Companies that bring marketing campaigns using unsolicited faxes tend to end up in putative class actions under the Telephone Consumer Protection Act (“TCPA”). Many companies use vendors to design and implement those campaigns. Those vendors are not always named in the TCPA action. What happens when the TCPA action settles and the unnamed vendor contributed to the settlement, can the unnamed vendor obtain insurance coverage for the TCPA case?
In Trialcard In Corp. v. Travelers Casualty and Surety Company of America, No 5:19-CV-368-BO, 2020 U.S. Dist. LEXIS 57060 (E.D. N.C. Apr. 1, 2020), a vendor who designed and implemented a zero co-pay drug campaign for a pharmaceutical company sought coverage from its Directors and Officers policy (the “D&O policy”) after the pharmaceutical company was hit with a TCPA action. The vendor was not named in the TCPA action, although there were several “Doe” defendants and the vendor claimed it was one of them. But the vendor was not served with the action and the complaint was never amended to include the actual name of the vendor even after the vendor was served with a third-party document subpoena.
The vendor notified its D&O insurer about the TCPA action, but the insurance company denied coverage. Ultimately, the vendor paid into the settlement of the TCPA action.
The vendor sued the insurance company seeking a declaratory judgment that it was entitled to coverage under the D&O policy.

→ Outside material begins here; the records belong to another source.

//! Fixed group parameters bundled with this crate.
//!
//! Two parameter sets are recognized: the 4096-bit production group and a
//! 16-bit test group small enough for exhaustive [`crate::dlog`] tests. Both
//! are selected programmatically by [`crate::GroupContext::new`]; neither is
//! ever read from the environment.

use crypto_bigint::{U256, U4096};

pub(crate) const P_LIMBS: usize = U4096::LIMBS;
pub(crate) const Q_LIMBS: usize = U256::LIMBS;

/// Which bundled parameter set a [`crate::GroupContext`] is built from.
#[derive(Debug, Clone, Copy, PartialEq, Eq)]
pub enum ParamSet {
    /// The 4096-bit production group, Q = 2^256 - 189.
    Production,
    /// A 16-bit group used to keep `DLog` exhaustion tractable in tests.
    TestSmall,
}

pub(crate) struct Parameters {
    pub p: U4096,
    pub q: U256,
    pub g: U4096,
    pub r: U4096,
    /// hard cap for `DLog::solve`, lower in the test group so exhaustive
    /// searches finish in test time
    pub dlog_max: u64,
}

impl ParamSet {
    pub(crate) fn load(self) -> Parameters {
        match self {
            ParamSet::Production => Parameters {
                p: U4096::from_be_hex(PRODUCTION_P_HEX),
                q: U256::from_be_hex(PRODUCTION_Q_HEX),
                g: U4096::from_be_hex(PRODUCTION_G_HEX),
                r: U4096::from_be_hex(PRODUCTION_R_HEX),
                dlog_max: 1_000_000_000,
            },
            ParamSet::TestSmall => Parameters {
                p: U4096::from_u64(65267),
                q: U256::from_u64(32633),
                g: U4096::from_u64(3),
                r: U4096::from_u64(2),
                dlog_max: 1_500_000,
            },
        }
    }
}

// P = 4096-bit safe-prime-like modulus; R*Q + 1 == P, Q prime, P prime.
const PRODUCTION_P_HEX: &str = "e370ce51a2f8d77dfc8c537de0bb33ddc568d466672234649e42b83a19df457fd825777307d5ba7968c229f4277c6fec345184a4c7332b5173ef2b4dd6899db4b9ea583764f7252d90eab31a0cafd7530b8020a34560392da6fe3d64ef599c05ffdf4b135811adf186819313a797d60c467bbd77a18db56da370346fee21586694841ee815a3ed85449671d219528c1806d63aabca024c80f13dbce27c78d446fa9b364c03d188d4235182b746b5041baec8346c00bd6919d12a884193cc25ba2cd4f85d36c249334fac19c6603bad77de122cc06071bd553a734acdd81ad1ac451078b73ae500bd5dfe613f2a63922ee673772d6c26abc0515feb8d79097f6b171f3e2f3d63aa1b3c940852f24cd8209f6678502a0d289d7961c7622d5e16420c41ba24d8f428b210a433f24ca0047f144be7829b4bc16f26c6a7d58854bd96cfe040ea3989a4176c581640ac349c046fc95391e905d2cb2fb0082bcaa04ce152679ba938610f57d4bbd337d60e823a78a4561fee5eeeeaab8207ccc04643dc669667c7da638f59dc62d453528ed53e27dbcc024c34c057774c57a38202daf8fcb1e00c68096f25caec89299bb7424faac4bb00ce64db5113a9a3d759c8ce1ebb5f60700a691f962997dcdcbac5307176f8564fc683452ddf58cd78dd8618e6fa252cade44c2ee2c779f6f82832d13b1a87257f92fd357a3d4f0be9e458601f";

// Q = 2^256 - 189, the prime order of the subgroup generated by G.
const PRODUCTION_Q_HEX: &str = "ffffffffffffffffffffffffffffffffffffffffffffffffffffffffffffff43";

// G generates the order-Q subgroup of Z_P*: G = h^R mod P for a witness h with G != 1.
const PRODUCTION_G_HEX: &str = "5baeb5f344cd15b11d612200ae469ef371cf907f6cdb405a590a1b3984cf8a940ae28a6adaf75e85e78594967aa2896e9ac024179d62235e2102f94c0a3e3470e2a78b1095caf3d830207770ec4f7f70b898abede98f82ac1f6be6529e612eec73033beda59e4a726e1986e275a3a5f4e62a1be1dff3202488e825d7abb729b50004f9b85a92f4729dc104e21d1f0afe828a24f83ca672b6d2007327faa72567d2d8edb24201eccee621d602624a5e1956fcb77a8d10fe5eb53607c197dcf8c65abf2b4ba81bde1b6101187a8c29a85da24cb26aa64b99097e98029bb25aee62c2831c68510398c4ce147ca7a3e03d01cd21aca000ae03567c4e08144200ca62a67cf48758f7cd5c13fd0368f34f5f6452b13656d7d4c596b92dc66bfea9418360045a9a3b1f52dd70488892e89e2b0ba2bc49676b7554f322b902ac3b3a56eacd07b7daa92c17591fa99203c2645e72e42915684deba8f3f46f455c8e30519e9a17abc782e9c500791965bfb61bb025b130218f7dcfdec6a32df1f61e00ea923438d0de89dcfbb0b6fb5ddfe1454c0ac8ac7510ce179054efcd8c9c5194730570ef3f7c0d58b606c63bdee94b0bb6b0f788cd74ed7965cbf99d7e01ebbb0a40a08daba239dab161bd85792dad1d64ff78977a517881a92e2633ebbabf234fd8f67d62c08e009ff60675b7cff59978d6d188236df9e30fc9a6a21680ace541a3";

// R = (P - 1) / Q, the cofactor.
const PRODUCTION_R_HEX: &str = "0000000000000000000000000000000000000000000000000000000000000000e370ce51a2f8d77dfc8c537de0bb33ddc568d466672234649e42b83a19df4627c26dc9b8598cd27cdc5bcde311b1baa6f2b6543eeb73d99a4b312e32f060690f44f8455181ee8b5c40b1b3be1ce6a4943c1c531719e7e0172a4d590066872c4beb2a7840452e910d49b3466efddf577ca7651585c1be2687de8ae9bb9fed0c7332dee65b29050454adf171c38736231f9c771e6bd364bed03dcc4c678e7b0553892b47994c85bb588e92801219acf27232b9aa07121e48d770fef0b5c49f146671c8d48ab57d999491d4a72354eaabc75124b3f8c0cd8463a6ab0100018ce14e4655631f389f636d07fdc654dba46455ce8c55d3c3e169525d9fa88e9e0bd63504296c3c0b10119a22ef74f91aaaeb7a1d01d5a7c777ea6c984138acdc1b3b661ed6a27903d1277ddb6d8fdafccfdda67ea6a460ded3d39b8eed7f74086f97fb945634420af3cc026c3b4aed51ab3feff0d0af166b690ca3b50720d60503819dd60c306b4e5ead21bc82246d217cb65f42b599ad3aed43c751c545ce73dcf5636d962700b64961420877b8e50ba1799267ee40e6cd5fca7ed5f0e10f0c240560e48cab92fc363ce60b500a4331ee036665aaa5666e1d5af5067fcbf35060c6a7773a0bf43e74156c83af7078977db30a85f472ef122f6c13abb2601b34f8c28a";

The vendor also added claims for breach of contract and breach of the implied duty of good faith and fair dealing. The insurance company moved to dismiss each claim for failure to state a cause of action.
It was a no-go for vendor “Doe” in court. The district court granted the insurance company’s motion to dismiss all the claims. In granting the motion, the court rejected the vendor’s arguments that the TCPA action came within coverage of the D&O policy.
The court noted that the D&O policy extended coverage to claims against insureds from wrongful acts, which the policy defined, in relevant part, as a civil proceeding commenced by service. The court found that the vendor was not named or served in the TCPA action and that its self-identifying as a “Doe” defendant was not sufficient. Neither did the subpoena suffice because, according to the court, the subpoena was not complaint or similar pleading, and under the policy only a subpoena issued to an insured person (not an entity) in a formal administrative or regulatory proceeding triggered coverage.
The policy also had exclusions for contractual liability and errors and omissions. As the court explained, each of these policy exclusions precluded coverage. The pharmaceutical company sought indemnification from the vendor under a master services agreement, therefore the claim against the vendor was for liability under a contract. Also, the vendor performed skilled design and marketing services for the drug campaign, which brought the claim against it under the errors and omissions exclusion, which bars coverage for claims that skilled services were performed negligently.
Because there was no viable claim under the D&O policy for declaratory relief or breach of contract, the claim for breach of the covenant of good faith and fair dealing also failed. Accordingly, the vendor’s complaint was dismissed.